**WHAT YOU HAVE TO DO**
Read through the material below and find each line that has the word "class"; copy it.

**RECORDED INFORMATION**
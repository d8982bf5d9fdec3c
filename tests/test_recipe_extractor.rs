mod common;

use common::{recipe_html, recipe_html_without};
use goodfood_scrape::extractors::{Extractor, ParsingContext, RecipeExtractor};
use goodfood_scrape::{extract_recipe, ExtractError, Strategy};

const URL: &str = "https://www.bbcgoodfood.com/recipes/easy-chicken-curry";

#[test]
fn test_full_recipe_extraction() {
    let recipe = extract_recipe(&recipe_html(), URL, Strategy::Heuristic).unwrap();

    assert_eq!(recipe.title, "Easy chicken curry");
    assert_eq!(recipe.image_link, "https://images.example.com/curry.jpg");
    assert_eq!(recipe.author.as_deref(), Some("Good Food team"));
    assert_eq!(recipe.prep_time, 15);
    assert_eq!(recipe.cook_time, 60);
    assert_eq!(recipe.difficulty, "Easy");
    assert_eq!(recipe.rating, Some(4.5));
    assert_eq!(recipe.ratings_count, Some(120));

    assert_eq!(
        recipe.measured_ingredients(),
        vec![
            "1 tbsp vegetable oil",
            "2 onions, chopped",
            "400g can chopped tomatoes",
            "small bunch of coriander (optional)",
        ]
    );
    assert_eq!(
        recipe.raw_ingredients(),
        vec![
            Some("vegetable oil"),
            Some("onions"),
            Some("chopped tomatoes"),
            Some("small bunch of coriander (optional)"),
        ]
    );

    assert_eq!(
        recipe.method,
        vec![
            "Heat the oil in a large pan.",
            "Add the onions and cook for 5 mins.",
            "Stir in the tomatoes, then simmer for 1 hr.",
        ]
    );

    let nutrition = &recipe.nutrition;
    assert_eq!(nutrition.calories, Some(412.0));
    assert_eq!(nutrition.fat, Some(17.0));
    assert_eq!(nutrition.saturates, Some(4.0));
    assert_eq!(nutrition.carbs, Some(29.0));
    assert_eq!(nutrition.sugars, Some(9.0));
    assert_eq!(nutrition.fibre, Some(5.0));
    assert_eq!(nutrition.protein, Some(36.0));
    assert_eq!(nutrition.salt, Some(1.2));
}

#[test]
fn test_parser_strategy_for_unlinked_ingredients() {
    let recipe = extract_recipe(&recipe_html(), URL, Strategy::Parser).unwrap();

    assert_eq!(
        recipe.raw_ingredients(),
        vec![
            Some("vegetable oil"),
            Some("onions"),
            Some("tomatoes"),
            Some("coriander"),
        ]
    );
}

#[test]
fn test_missing_method_discards_recipe() {
    let html = recipe_html_without(&["method"]);
    assert!(extract_recipe(&html, URL, Strategy::Heuristic).is_none());

    let context = ParsingContext::new(URL, &html);
    let result = RecipeExtractor::new(Strategy::Heuristic).parse(&context);
    assert!(matches!(result, Err(ExtractError::MissingRequired("method"))));
}

#[test]
fn test_missing_title_or_ingredients_discards_recipe() {
    let extractor = RecipeExtractor::new(Strategy::Heuristic);

    let context = ParsingContext::new(URL, &recipe_html_without(&["title"]));
    assert!(matches!(
        extractor.parse(&context),
        Err(ExtractError::MissingRequired("title"))
    ));

    let context = ParsingContext::new(URL, &recipe_html_without(&["ingredients"]));
    assert!(matches!(
        extractor.parse(&context),
        Err(ExtractError::MissingRequired("ingredients"))
    ));
}

#[test]
fn test_empty_method_section_discards_recipe() {
    let html = recipe_html_without(&["method"]).replace(
        "</body>",
        r#"<section class="recipe__method-steps"><ul></ul></section></body>"#,
    );
    assert!(extract_recipe(&html, URL, Strategy::Heuristic).is_none());
}

#[test]
fn test_missing_author_keeps_other_fields() {
    let recipe =
        extract_recipe(&recipe_html_without(&["author"]), URL, Strategy::Heuristic).unwrap();

    assert_eq!(recipe.author, None);
    assert_eq!(recipe.title, "Easy chicken curry");
    assert_eq!(recipe.image_link, "https://images.example.com/curry.jpg");
    assert_eq!(recipe.ingredients.len(), 4);
    assert_eq!(recipe.method.len(), 3);
    assert_eq!(recipe.prep_time, 15);
    assert_eq!(recipe.cook_time, 60);
    assert_eq!(recipe.difficulty, "Easy");
    assert_eq!(recipe.rating, Some(4.5));
    assert_eq!(recipe.ratings_count, Some(120));
    assert_eq!(recipe.nutrition.calories, Some(412.0));
    assert_eq!(recipe.nutrition.salt, Some(1.2));
}

#[test]
fn test_optional_sections_fall_back_to_defaults() {
    let html = recipe_html_without(&["author", "times", "skill", "ratings", "image", "nutrition"]);
    let recipe = extract_recipe(&html, URL, Strategy::Heuristic).unwrap();

    assert_eq!(recipe.image_link, "");
    assert_eq!(recipe.author, None);
    assert_eq!(recipe.prep_time, 0);
    assert_eq!(recipe.cook_time, 0);
    assert_eq!(recipe.difficulty, "");
    assert_eq!(recipe.rating, None);
    assert_eq!(recipe.ratings_count, None);
    assert_eq!(recipe.nutrition, Default::default());
    assert_eq!(recipe.ingredients.len(), 4);
}

#[test]
fn test_single_time_element_is_prep_time() {
    let html = recipe_html_without(&["times"]).replace(
        "</body>",
        r#"<ul class="post-header__cook-and-prep-time"><li>Prep:<time>1 hr 10 mins</time></li></ul></body>"#,
    );
    let recipe = extract_recipe(&html, URL, Strategy::Heuristic).unwrap();

    assert_eq!(recipe.prep_time, 70);
    assert_eq!(recipe.cook_time, 0);
}

#[test]
fn test_ingredient_lists_stay_aligned() {
    let recipe = extract_recipe(&recipe_html(), URL, Strategy::Heuristic).unwrap();
    assert_eq!(
        recipe.raw_ingredients().len(),
        recipe.measured_ingredients().len()
    );
}
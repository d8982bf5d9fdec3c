use super::{Extractor, ParsingContext};
use crate::disambiguator::{Disambiguator, Strategy};
use crate::document::{collapsed_text, full_text, own_text_nodes, stripped_text, Query};
use crate::error::ExtractError;
use crate::model::{IngredientLine, NutrientMap, Nutrition, RecipeRecord};
use crate::text::{find_first_number, time_string_to_minutes};
use log::{debug, warn};
use scraper::{ElementRef, Html};
use std::sync::Arc;

const TITLE: &str = "div.post-header__title";
const IMAGE_CONTAINER: &str = "div.image__container";
const IMAGE: &str = "img.image__img";
const INGREDIENTS: &str = "section.recipe__ingredients";
const INGREDIENT_LINK: &str = "a.link--styled";
const METHOD: &str = "section.recipe__method-steps";
const AUTHOR: &str = "div.author-link";
const TIMES: &str = ".post-header__cook-and-prep-time time";
const SKILL_LEVEL: &str = "div.post-header__skill-level";
const RATINGS: &str = "div.rating__values";
const RATING: &str = "span.sr-only";
const RATINGS_COUNT: &str = "span.rating__count-text";
const NUTRITION_TABLE: &str = "table.key-value-blocks";
const NUTRITION_ROW: &str = "tr.key-value-blocks__item";
const NUTRIENT_KEY: &str = "td.key-value-blocks__key";
const NUTRIENT_VALUE: &str = "td.key-value-blocks__value";

/// Turns a recipe detail page into a [`RecipeRecord`].
///
/// Title, ingredients and method are required; a page missing any of them is
/// rejected. Every other field falls back to a default (empty, zero or `None`).
#[derive(Clone)]
pub struct RecipeExtractor {
    disambiguator: Arc<dyn Disambiguator>,
}

impl RecipeExtractor {
    pub fn new(strategy: Strategy) -> Self {
        Self {
            disambiguator: Arc::from(strategy.disambiguator()),
        }
    }

    pub fn with_disambiguator(disambiguator: Arc<dyn Disambiguator>) -> Self {
        Self { disambiguator }
    }

    /// Extracts a record from `markup`, or `None` when the page is missing a
    /// required section.
    pub fn extract(&self, markup: &str, url: &str) -> Option<RecipeRecord> {
        let context = ParsingContext::new(url, markup);
        match self.parse(&context) {
            Ok(record) => Some(record),
            Err(e) => {
                warn!("Discarding recipe at {}: {}", url, e);
                None
            }
        }
    }

    fn ingredient_line(&self, item: ElementRef) -> IngredientLine {
        let measured = full_text(&item);

        let linked = item
            .find_first(INGREDIENT_LINK)
            .map(|anchor| stripped_text(&anchor).replace(',', ""))
            .filter(|name| !name.is_empty());

        let raw = match linked {
            Some(name) => Some(name),
            None => {
                let fragments: Vec<String> = own_text_nodes(&item)
                    .into_iter()
                    .map(|text| text.replace(',', "").trim().to_string())
                    .filter(|text| !text.is_empty())
                    .collect();
                self.disambiguator.raw_ingredient(&measured, &fragments)
            }
        };

        if raw.is_none() {
            debug!("No raw ingredient found for '{}'", measured);
        }

        IngredientLine { measured, raw }
    }

    fn ingredients(&self, document: &Html) -> Result<Vec<IngredientLine>, ExtractError> {
        let section = document
            .find_first(INGREDIENTS)
            .ok_or(ExtractError::MissingRequired("ingredients"))?;

        let lines: Vec<IngredientLine> = section
            .find_all("li")
            .into_iter()
            .map(|item| self.ingredient_line(item))
            .collect();

        if lines.is_empty() {
            return Err(ExtractError::MissingRequired("ingredients"));
        }
        Ok(lines)
    }
}

fn title(document: &Html) -> Result<String, ExtractError> {
    document
        .find_first(TITLE)
        .map(|element| stripped_text(&element))
        .filter(|title| !title.is_empty())
        .ok_or(ExtractError::MissingRequired("title"))
}

fn method(document: &Html) -> Result<Vec<String>, ExtractError> {
    let section = document
        .find_first(METHOD)
        .ok_or(ExtractError::MissingRequired("method"))?;

    let steps: Vec<String> = section
        .find_all("p")
        .iter()
        .map(collapsed_text)
        .filter(|step| !step.is_empty())
        .collect();

    if steps.is_empty() {
        return Err(ExtractError::MissingRequired("method"));
    }
    Ok(steps)
}

fn image_link(document: &Html) -> String {
    document
        .find_first(IMAGE_CONTAINER)
        .and_then(|container| container.find_first(IMAGE))
        .and_then(|image| image.value().attr("src"))
        .map(str::to_string)
        .unwrap_or_default()
}

fn author(document: &Html) -> Option<String> {
    document
        .find_first(AUTHOR)
        .map(|element| stripped_text(&element))
        .filter(|author| !author.is_empty())
}

/// Prep and cook minutes from the first two duration elements, in page order.
fn times(document: &Html) -> (u32, u32) {
    let durations: Vec<u32> = document
        .find_all(TIMES)
        .iter()
        .take(2)
        .map(|element| time_string_to_minutes(&stripped_text(element)))
        .collect();

    let prep = durations.first().copied().unwrap_or(0);
    let cook = durations.get(1).copied().unwrap_or(0);
    (prep, cook)
}

fn difficulty(document: &Html) -> String {
    document
        .find_first(SKILL_LEVEL)
        .map(|element| stripped_text(&element))
        .unwrap_or_default()
}

fn ratings(document: &Html) -> (Option<f64>, Option<u32>) {
    let Some(container) = document.find_first(RATINGS) else {
        return (None, None);
    };

    let rating = container
        .find_first(RATING)
        .and_then(|element| find_first_number(&stripped_text(&element)));

    let count = container
        .find_first(RATINGS_COUNT)
        .and_then(|element| find_first_number(&stripped_text(&element)))
        .map(|count| count as u32);

    (rating, count)
}

/// Name/value pairs from the nutrition table. Rows without a key or a number are
/// skipped individually.
fn nutrients(document: &Html) -> NutrientMap {
    let mut nutrients = NutrientMap::new();

    let Some(table) = document.find_first(NUTRITION_TABLE) else {
        debug!("No nutrition table on page");
        return nutrients;
    };

    for row in table.find_all(NUTRITION_ROW) {
        let key = row
            .find_first(NUTRIENT_KEY)
            .map(|cell| stripped_text(&cell).to_lowercase())
            .filter(|key| !key.is_empty());
        let value = row
            .find_first(NUTRIENT_VALUE)
            .and_then(|cell| find_first_number(&stripped_text(&cell)));

        match (key, value) {
            (Some(key), Some(value)) => {
                nutrients.insert(key, value);
            }
            _ => debug!("Skipping unreadable nutrition row: {}", full_text(&row)),
        }
    }

    nutrients
}

impl Extractor for RecipeExtractor {
    type Output = RecipeRecord;

    fn parse(&self, context: &ParsingContext) -> Result<RecipeRecord, ExtractError> {
        debug!("Extracting recipe from {}", context.url);
        let document = &context.document;

        let title = title(document)?;
        let ingredients = self.ingredients(document)?;
        let method = method(document)?;

        let (prep_time, cook_time) = times(document);
        let (rating, ratings_count) = ratings(document);

        let record = RecipeRecord {
            title,
            image_link: image_link(document),
            ingredients,
            method,
            author: author(document),
            prep_time,
            cook_time,
            difficulty: difficulty(document),
            rating,
            ratings_count,
            nutrition: Nutrition::from_map(&nutrients(document)),
        };

        debug!("Recipe name: {}", record.title);
        debug!("Ingredients count: {}", record.ingredients.len());
        debug!("Method steps: {}", record.method.len());

        Ok(record)
    }
}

**RESULT FOR THIS TASK**
        r#"<section class="recipe__method-steps"><ul></ul></section></body>"#,
        r#"<ul class="post-header__cook-and-prep-time"><li>Prep:<time>1 hr 10 mins</time></li></ul></body>"#,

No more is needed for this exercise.